--- DATA SECTION ---

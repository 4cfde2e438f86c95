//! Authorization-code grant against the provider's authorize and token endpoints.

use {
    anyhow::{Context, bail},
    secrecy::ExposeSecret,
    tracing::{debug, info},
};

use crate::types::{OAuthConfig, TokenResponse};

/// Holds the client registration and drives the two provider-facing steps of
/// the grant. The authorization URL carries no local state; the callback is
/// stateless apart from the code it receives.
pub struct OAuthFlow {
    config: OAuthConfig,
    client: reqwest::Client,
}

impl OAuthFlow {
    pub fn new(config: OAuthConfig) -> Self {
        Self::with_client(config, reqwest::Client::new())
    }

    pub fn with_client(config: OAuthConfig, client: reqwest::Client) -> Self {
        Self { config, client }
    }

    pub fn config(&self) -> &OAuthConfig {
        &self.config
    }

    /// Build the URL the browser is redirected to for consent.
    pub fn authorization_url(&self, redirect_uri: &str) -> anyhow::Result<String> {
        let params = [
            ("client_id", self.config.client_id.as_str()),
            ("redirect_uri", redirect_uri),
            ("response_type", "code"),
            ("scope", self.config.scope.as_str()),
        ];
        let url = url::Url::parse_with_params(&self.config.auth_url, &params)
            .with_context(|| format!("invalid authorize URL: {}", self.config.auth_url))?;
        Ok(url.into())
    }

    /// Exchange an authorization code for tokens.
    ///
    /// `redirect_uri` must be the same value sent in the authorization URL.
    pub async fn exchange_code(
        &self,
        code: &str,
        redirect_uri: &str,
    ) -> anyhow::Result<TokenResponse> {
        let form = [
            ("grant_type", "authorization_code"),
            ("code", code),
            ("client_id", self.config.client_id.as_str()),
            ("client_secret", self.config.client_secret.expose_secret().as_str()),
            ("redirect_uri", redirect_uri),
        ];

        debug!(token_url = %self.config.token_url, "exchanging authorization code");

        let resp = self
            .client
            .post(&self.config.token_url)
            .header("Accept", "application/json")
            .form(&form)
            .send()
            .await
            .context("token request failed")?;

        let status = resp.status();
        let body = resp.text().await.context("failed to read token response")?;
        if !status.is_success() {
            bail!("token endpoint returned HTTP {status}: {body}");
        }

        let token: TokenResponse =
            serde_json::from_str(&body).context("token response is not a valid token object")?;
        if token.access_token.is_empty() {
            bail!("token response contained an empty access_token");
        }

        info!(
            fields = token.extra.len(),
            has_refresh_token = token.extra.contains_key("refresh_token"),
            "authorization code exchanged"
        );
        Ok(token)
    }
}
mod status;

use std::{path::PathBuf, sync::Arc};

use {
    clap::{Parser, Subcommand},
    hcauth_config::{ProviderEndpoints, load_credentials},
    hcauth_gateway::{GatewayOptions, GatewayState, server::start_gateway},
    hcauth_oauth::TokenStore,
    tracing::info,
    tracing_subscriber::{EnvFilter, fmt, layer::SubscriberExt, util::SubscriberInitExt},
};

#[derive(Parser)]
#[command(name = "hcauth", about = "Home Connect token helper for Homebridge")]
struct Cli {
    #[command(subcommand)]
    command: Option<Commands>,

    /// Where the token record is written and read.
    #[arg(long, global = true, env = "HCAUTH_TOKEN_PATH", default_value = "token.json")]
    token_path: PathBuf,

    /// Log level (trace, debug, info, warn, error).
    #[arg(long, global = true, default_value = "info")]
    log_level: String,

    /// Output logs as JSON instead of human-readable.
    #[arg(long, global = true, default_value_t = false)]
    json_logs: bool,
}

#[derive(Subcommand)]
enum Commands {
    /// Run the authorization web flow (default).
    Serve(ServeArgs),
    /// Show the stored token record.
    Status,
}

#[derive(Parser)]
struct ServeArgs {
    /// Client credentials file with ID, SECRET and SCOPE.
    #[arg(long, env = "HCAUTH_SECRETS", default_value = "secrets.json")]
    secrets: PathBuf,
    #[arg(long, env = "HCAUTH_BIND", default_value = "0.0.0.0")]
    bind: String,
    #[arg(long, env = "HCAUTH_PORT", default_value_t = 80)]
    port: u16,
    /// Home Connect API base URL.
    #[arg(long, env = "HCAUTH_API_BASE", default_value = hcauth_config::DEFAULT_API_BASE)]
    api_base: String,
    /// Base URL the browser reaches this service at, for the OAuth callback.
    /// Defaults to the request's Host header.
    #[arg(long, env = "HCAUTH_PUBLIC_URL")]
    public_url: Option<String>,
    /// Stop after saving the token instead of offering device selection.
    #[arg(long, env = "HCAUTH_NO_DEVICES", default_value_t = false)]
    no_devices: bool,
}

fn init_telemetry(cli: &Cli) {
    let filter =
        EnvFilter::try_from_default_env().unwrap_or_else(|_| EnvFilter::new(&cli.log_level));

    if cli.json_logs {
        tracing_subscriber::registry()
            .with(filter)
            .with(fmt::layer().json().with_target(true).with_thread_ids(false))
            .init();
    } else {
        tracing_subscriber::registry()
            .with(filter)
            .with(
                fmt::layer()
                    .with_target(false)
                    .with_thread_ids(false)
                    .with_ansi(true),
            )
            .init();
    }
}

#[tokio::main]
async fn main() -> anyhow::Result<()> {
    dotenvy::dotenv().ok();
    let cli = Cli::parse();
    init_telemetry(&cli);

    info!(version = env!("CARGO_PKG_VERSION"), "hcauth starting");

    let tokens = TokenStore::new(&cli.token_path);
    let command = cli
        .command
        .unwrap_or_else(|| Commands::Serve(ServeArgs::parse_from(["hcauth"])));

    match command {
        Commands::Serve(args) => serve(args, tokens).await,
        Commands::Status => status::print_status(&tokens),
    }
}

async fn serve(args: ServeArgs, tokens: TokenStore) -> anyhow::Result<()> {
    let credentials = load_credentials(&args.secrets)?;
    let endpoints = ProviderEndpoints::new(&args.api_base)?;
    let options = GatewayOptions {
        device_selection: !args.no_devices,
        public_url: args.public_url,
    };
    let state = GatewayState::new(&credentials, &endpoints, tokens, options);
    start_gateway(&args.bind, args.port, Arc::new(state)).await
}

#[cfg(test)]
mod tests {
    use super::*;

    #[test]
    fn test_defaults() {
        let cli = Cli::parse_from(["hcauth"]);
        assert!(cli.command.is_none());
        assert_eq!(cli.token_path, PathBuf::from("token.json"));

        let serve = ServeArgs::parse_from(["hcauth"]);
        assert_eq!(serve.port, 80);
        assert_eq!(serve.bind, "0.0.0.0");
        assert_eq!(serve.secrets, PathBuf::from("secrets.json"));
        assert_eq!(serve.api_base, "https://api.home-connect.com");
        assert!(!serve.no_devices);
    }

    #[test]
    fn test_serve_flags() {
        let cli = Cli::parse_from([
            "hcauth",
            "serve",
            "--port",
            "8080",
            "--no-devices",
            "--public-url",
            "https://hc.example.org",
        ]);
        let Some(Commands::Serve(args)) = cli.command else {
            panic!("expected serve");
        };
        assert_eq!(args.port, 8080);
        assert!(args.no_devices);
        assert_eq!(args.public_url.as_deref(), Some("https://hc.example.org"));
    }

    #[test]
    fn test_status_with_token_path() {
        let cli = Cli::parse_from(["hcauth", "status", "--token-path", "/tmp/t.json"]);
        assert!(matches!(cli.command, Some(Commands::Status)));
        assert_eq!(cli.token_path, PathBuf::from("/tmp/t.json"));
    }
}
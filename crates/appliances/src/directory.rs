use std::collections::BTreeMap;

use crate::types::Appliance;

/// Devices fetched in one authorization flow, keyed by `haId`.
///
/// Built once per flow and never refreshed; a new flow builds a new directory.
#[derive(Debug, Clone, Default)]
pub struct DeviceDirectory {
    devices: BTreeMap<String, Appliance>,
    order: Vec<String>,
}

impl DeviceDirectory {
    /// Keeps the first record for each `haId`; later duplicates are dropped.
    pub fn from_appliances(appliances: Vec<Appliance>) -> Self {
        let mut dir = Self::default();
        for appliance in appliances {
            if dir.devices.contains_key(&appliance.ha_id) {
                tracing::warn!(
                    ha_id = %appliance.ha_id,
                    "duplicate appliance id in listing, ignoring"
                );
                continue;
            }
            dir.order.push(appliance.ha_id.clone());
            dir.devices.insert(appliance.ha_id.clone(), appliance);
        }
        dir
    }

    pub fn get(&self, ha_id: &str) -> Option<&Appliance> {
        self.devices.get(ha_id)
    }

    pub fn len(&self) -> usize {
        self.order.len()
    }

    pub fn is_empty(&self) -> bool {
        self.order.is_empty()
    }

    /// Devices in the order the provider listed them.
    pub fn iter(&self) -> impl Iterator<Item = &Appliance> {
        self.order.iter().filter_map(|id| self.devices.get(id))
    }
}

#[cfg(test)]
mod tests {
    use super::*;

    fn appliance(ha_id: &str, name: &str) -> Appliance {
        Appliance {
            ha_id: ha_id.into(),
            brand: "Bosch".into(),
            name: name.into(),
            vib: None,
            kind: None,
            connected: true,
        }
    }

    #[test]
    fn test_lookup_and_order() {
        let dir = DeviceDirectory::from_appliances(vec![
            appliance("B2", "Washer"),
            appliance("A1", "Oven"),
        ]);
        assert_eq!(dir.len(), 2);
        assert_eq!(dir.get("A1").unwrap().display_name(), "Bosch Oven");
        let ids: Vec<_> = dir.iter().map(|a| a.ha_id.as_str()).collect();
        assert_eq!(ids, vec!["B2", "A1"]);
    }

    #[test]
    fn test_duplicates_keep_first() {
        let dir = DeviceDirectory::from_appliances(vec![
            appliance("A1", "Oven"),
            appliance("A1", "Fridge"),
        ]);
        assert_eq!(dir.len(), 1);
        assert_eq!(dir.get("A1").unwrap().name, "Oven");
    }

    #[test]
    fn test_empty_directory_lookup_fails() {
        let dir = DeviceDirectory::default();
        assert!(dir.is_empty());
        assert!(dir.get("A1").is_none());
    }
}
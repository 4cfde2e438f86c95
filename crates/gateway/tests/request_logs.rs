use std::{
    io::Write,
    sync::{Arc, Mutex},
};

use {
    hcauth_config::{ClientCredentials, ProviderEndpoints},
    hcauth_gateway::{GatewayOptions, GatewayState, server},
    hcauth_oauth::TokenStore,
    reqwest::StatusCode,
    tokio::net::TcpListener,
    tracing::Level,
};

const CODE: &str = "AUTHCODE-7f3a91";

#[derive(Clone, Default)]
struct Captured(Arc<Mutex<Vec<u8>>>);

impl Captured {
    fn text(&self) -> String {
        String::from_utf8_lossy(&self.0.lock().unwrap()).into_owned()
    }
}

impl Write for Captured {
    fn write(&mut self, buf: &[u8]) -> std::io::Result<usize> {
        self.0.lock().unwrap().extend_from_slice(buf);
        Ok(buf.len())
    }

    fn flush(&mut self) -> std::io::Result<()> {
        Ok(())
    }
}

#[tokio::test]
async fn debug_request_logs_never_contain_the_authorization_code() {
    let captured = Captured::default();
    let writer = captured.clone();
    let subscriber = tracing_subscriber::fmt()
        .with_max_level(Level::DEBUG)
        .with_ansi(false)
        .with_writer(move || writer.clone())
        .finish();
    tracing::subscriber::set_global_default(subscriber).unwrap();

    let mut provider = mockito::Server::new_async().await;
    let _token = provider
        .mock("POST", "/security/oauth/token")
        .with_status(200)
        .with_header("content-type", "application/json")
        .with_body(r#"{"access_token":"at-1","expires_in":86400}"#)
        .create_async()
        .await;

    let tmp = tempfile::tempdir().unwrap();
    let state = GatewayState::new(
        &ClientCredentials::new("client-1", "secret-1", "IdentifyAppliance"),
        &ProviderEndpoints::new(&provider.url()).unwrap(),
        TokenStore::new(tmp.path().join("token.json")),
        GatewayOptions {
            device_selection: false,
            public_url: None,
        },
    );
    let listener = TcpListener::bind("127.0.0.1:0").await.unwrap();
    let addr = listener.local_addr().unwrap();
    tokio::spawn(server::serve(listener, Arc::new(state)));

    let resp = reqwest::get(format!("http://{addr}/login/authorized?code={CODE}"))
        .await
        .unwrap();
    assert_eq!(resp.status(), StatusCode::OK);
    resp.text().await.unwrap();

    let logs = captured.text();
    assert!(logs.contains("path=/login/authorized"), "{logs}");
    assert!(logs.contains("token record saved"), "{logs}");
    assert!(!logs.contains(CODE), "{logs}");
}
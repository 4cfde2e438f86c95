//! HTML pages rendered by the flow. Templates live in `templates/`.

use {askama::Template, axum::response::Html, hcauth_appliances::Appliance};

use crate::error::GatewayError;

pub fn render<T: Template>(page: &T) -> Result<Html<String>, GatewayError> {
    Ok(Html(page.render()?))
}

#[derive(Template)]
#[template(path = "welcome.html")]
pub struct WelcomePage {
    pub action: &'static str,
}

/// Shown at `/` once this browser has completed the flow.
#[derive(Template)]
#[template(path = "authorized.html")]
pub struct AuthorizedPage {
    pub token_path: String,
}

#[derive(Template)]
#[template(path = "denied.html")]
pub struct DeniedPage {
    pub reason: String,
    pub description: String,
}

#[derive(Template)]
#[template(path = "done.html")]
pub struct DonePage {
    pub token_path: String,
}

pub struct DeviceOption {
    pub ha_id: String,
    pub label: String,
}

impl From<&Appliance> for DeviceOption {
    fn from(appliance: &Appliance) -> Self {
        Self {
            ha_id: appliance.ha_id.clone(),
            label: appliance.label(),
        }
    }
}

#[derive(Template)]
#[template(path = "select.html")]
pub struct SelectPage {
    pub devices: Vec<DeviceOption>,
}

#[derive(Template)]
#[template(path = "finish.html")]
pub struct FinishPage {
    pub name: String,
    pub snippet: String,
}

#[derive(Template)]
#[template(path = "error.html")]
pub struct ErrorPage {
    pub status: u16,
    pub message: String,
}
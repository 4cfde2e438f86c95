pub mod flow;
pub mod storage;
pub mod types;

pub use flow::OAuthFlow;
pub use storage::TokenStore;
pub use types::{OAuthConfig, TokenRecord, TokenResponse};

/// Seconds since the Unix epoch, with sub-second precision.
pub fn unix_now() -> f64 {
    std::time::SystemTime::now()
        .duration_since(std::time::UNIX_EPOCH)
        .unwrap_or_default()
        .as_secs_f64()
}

---

§ **EXERCISE GOAL**
Extract each line from the entries above that contains the string "TokenStore".

§ **ANSWER FOR THIS EXERCISE**
    hcauth_oauth::TokenStore,
    let tokens = TokenStore::new(&cli.token_path);
async fn serve(args: ServeArgs, tokens: TokenStore) -> anyhow::Result<()> {
    hcauth_oauth::TokenStore,
        TokenStore::new(tmp.path().join("token.json")),
pub use storage::TokenStore;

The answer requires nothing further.